Réalisé par Lynne
Ramsay et adapté du livre du même nom publié en 2013 par Jonathan
Ames, You Were Never Really Here
offre à l'acteur Joaquin Phoenix l'occasion de
composer un personnage hanté par de très anciens et très
traumatisants souvenirs liés à son enfance. Dans le rôle d'un
ancien vétéran de la Marine américaine, il incarne Joe, un homme
profondément marqué par son enfance ainsi que par les guerres
auxquelles il a participé durant sa carrière de militaire. Depuis
son retour à la vie civile, il travaille pour le compte de Votto, se
spécialisant dans les enlèvements d'enfants et de leur utilisation
dans le monde de la prostitution. L'affaire en cours concerne une
certaine Nina, fille du sénateur Albert Votto, disparue et selon des
sources bien informée, séquestrée dans un bordel de luxe pour
clients fortunés.

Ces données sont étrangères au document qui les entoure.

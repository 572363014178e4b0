use std::collections::BTreeSet;

use perspectivedb_primitives::Value;

/// Result of a three-way body merge (spec §4.3.2): either a merged body or
/// a list of attribute paths that conflict.
#[derive(Debug, Clone, PartialEq)]
pub enum ThreeWayResult {
    Merged(Value),
    Conflict(Vec<String>),
}

/// Merges `x` and `y` against their common `base`, key by key.
///
/// Bodies are treated as `Map` values (the document case); a non-`Map`
/// body is treated as having no keys, so it contributes nothing and takes
/// whatever the other two sides agree on. Key absence on one side is
/// "deleted relative to base" — the generic equal/base-match rule already
/// covers "delete if both deleted, conflict if only one side mutated"
/// because a deleted key compares as `None` just like any other value.
pub fn three_way_merge(base: &Value, x: &Value, y: &Value) -> ThreeWayResult {
    let base_map = base.as_map().unwrap_or(&[]);
    let x_map = x.as_map().unwrap_or(&[]);
    let y_map = y.as_map().unwrap_or(&[]);

    let mut keys: BTreeSet<&str> = BTreeSet::new();
    keys.extend(x_map.iter().map(|(k, _)| k.as_str()));
    keys.extend(y_map.iter().map(|(k, _)| k.as_str()));

    let mut merged = Vec::new();
    let mut conflicts = Vec::new();

    for key in keys {
        let xv = lookup(x_map, key);
        let yv = lookup(y_map, key);
        let bv = lookup(base_map, key);

        if xv == yv {
            if let Some(v) = xv {
                merged.push((key.to_string(), v.clone()));
            }
        } else if xv == bv {
            if let Some(v) = yv {
                merged.push((key.to_string(), v.clone()));
            }
        } else if yv == bv {
            if let Some(v) = xv {
                merged.push((key.to_string(), v.clone()));
            }
        } else {
            conflicts.push(key.to_string());
        }
    }

    if conflicts.is_empty() {
        ThreeWayResult::Merged(Value::map(merged))
    } else {
        ThreeWayResult::Conflict(conflicts)
    }
}

fn lookup<'a>(map: &'a [(String, Value)], key: &str) -> Option<&'a Value> {
    map.iter().find(|(k, _)| k == key).map(|(_, v)| v)
}

#[cfg(test)]
mod tests {
    use super::*;

    fn doc(entries: &[(&str, i64)]) -> Value {
        Value::map(entries.iter().map(|(k, v)| (k.to_string(), Value::Int(*v))))
    }

    #[test]
    fn unchanged_key_survives() {
        let base = doc(&[("a", 1)]);
        let x = doc(&[("a", 1)]);
        let y = doc(&[("a", 1)]);
        assert_eq!(three_way_merge(&base, &x, &y), ThreeWayResult::Merged(doc(&[("a", 1)])));
    }

    #[test]
    fn one_side_edits_wins() {
        let base = doc(&[("a", 1)]);
        let x = doc(&[("a", 2)]);
        let y = doc(&[("a", 1)]);
        assert_eq!(three_way_merge(&base, &x, &y), ThreeWayResult::Merged(doc(&[("a", 2)])));
    }

    #[test]
    fn both_sides_delete_is_not_a_conflict() {
        let base = doc(&[("a", 1), ("b", 1)]);
        let x = doc(&[("b", 1)]);
        let y = doc(&[("b", 1)]);
        assert_eq!(three_way_merge(&base, &x, &y), ThreeWayResult::Merged(doc(&[("b", 1)])));
    }

    #[test]
    fn one_side_deletes_other_unchanged() {
        let base = doc(&[("a", 1), ("b", 1)]);
        let x = doc(&[("b", 1)]); // x deleted a
        let y = doc(&[("a", 1), ("b", 1)]); // y unchanged
        assert_eq!(three_way_merge(&base, &x, &y), ThreeWayResult::Merged(doc(&[("b", 1)])));
    }

    #[test]
    fn divergent_edits_conflict() {
        let base = doc(&[("a", 1)]);
        let x = doc(&[("a", 2)]);
        let y = doc(&[("a", 3)]);
        assert_eq!(three_way_merge(&base, &x, &y), ThreeWayResult::Conflict(vec!["a".to_string()]));
    }
}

Après avoir accepté de travailler pour le
sénateur c'est là-bas que Joe retrouve effectivement la jeune
fille, prostituée de force, mais sauvée de justesse par l'ancien
marine. Alors qu'il a plus tôt dans la journée donné rendez-vous
au père de la gamine dans un motel, c'est en l'attendant aux côtés
de Nina que les informations télévisées apprennent à Joe que
Votto se serait donné la mort. C'est le moment que choisissent deux
agents de police pour pénétrer dans la chambre et ravir Nina. Joe
réussit à échapper à la mort en tuant l'un des deux flics et se
lance à la poursuite de ceux qui ont commandité le meurtre du
sénateur et le nouvel enlèvement de Nina. Joe découvre alors la
vérité sur ce qui se cache derrière toute cette histoire et décide
d'en faire en affaire personnelle...
Le dernier long-métrage
de la réalisatrice Lynne Ramsay est un véritable uppercut en plein
visage. Joaquin Phoenix y incarne un individu au bord de la rupture,
vivant avec sa très vieille mère dans un quartier plutôt calme. Un
homme au bord du suicide également. Par flash-back, la cinéaste
décrit un passé violent. Celui d'un enfant battu, d'une mère
également battue, et d'un père qui finira par payer son dû. Tourné
dans les rues nocturnes d'un New York lumineux, bruyant, et surtout
très inquiétant, You Were Never Really Here
est une sacrée leçon de cinéma. Désespéré, aussi sombre qu'un
Série Noire
(Alain Corneau) tourné Outre-Atlantique qui en reprendrait quelques
idées, le film de Lynne Ramsay est l'incarnation du bien et du mal.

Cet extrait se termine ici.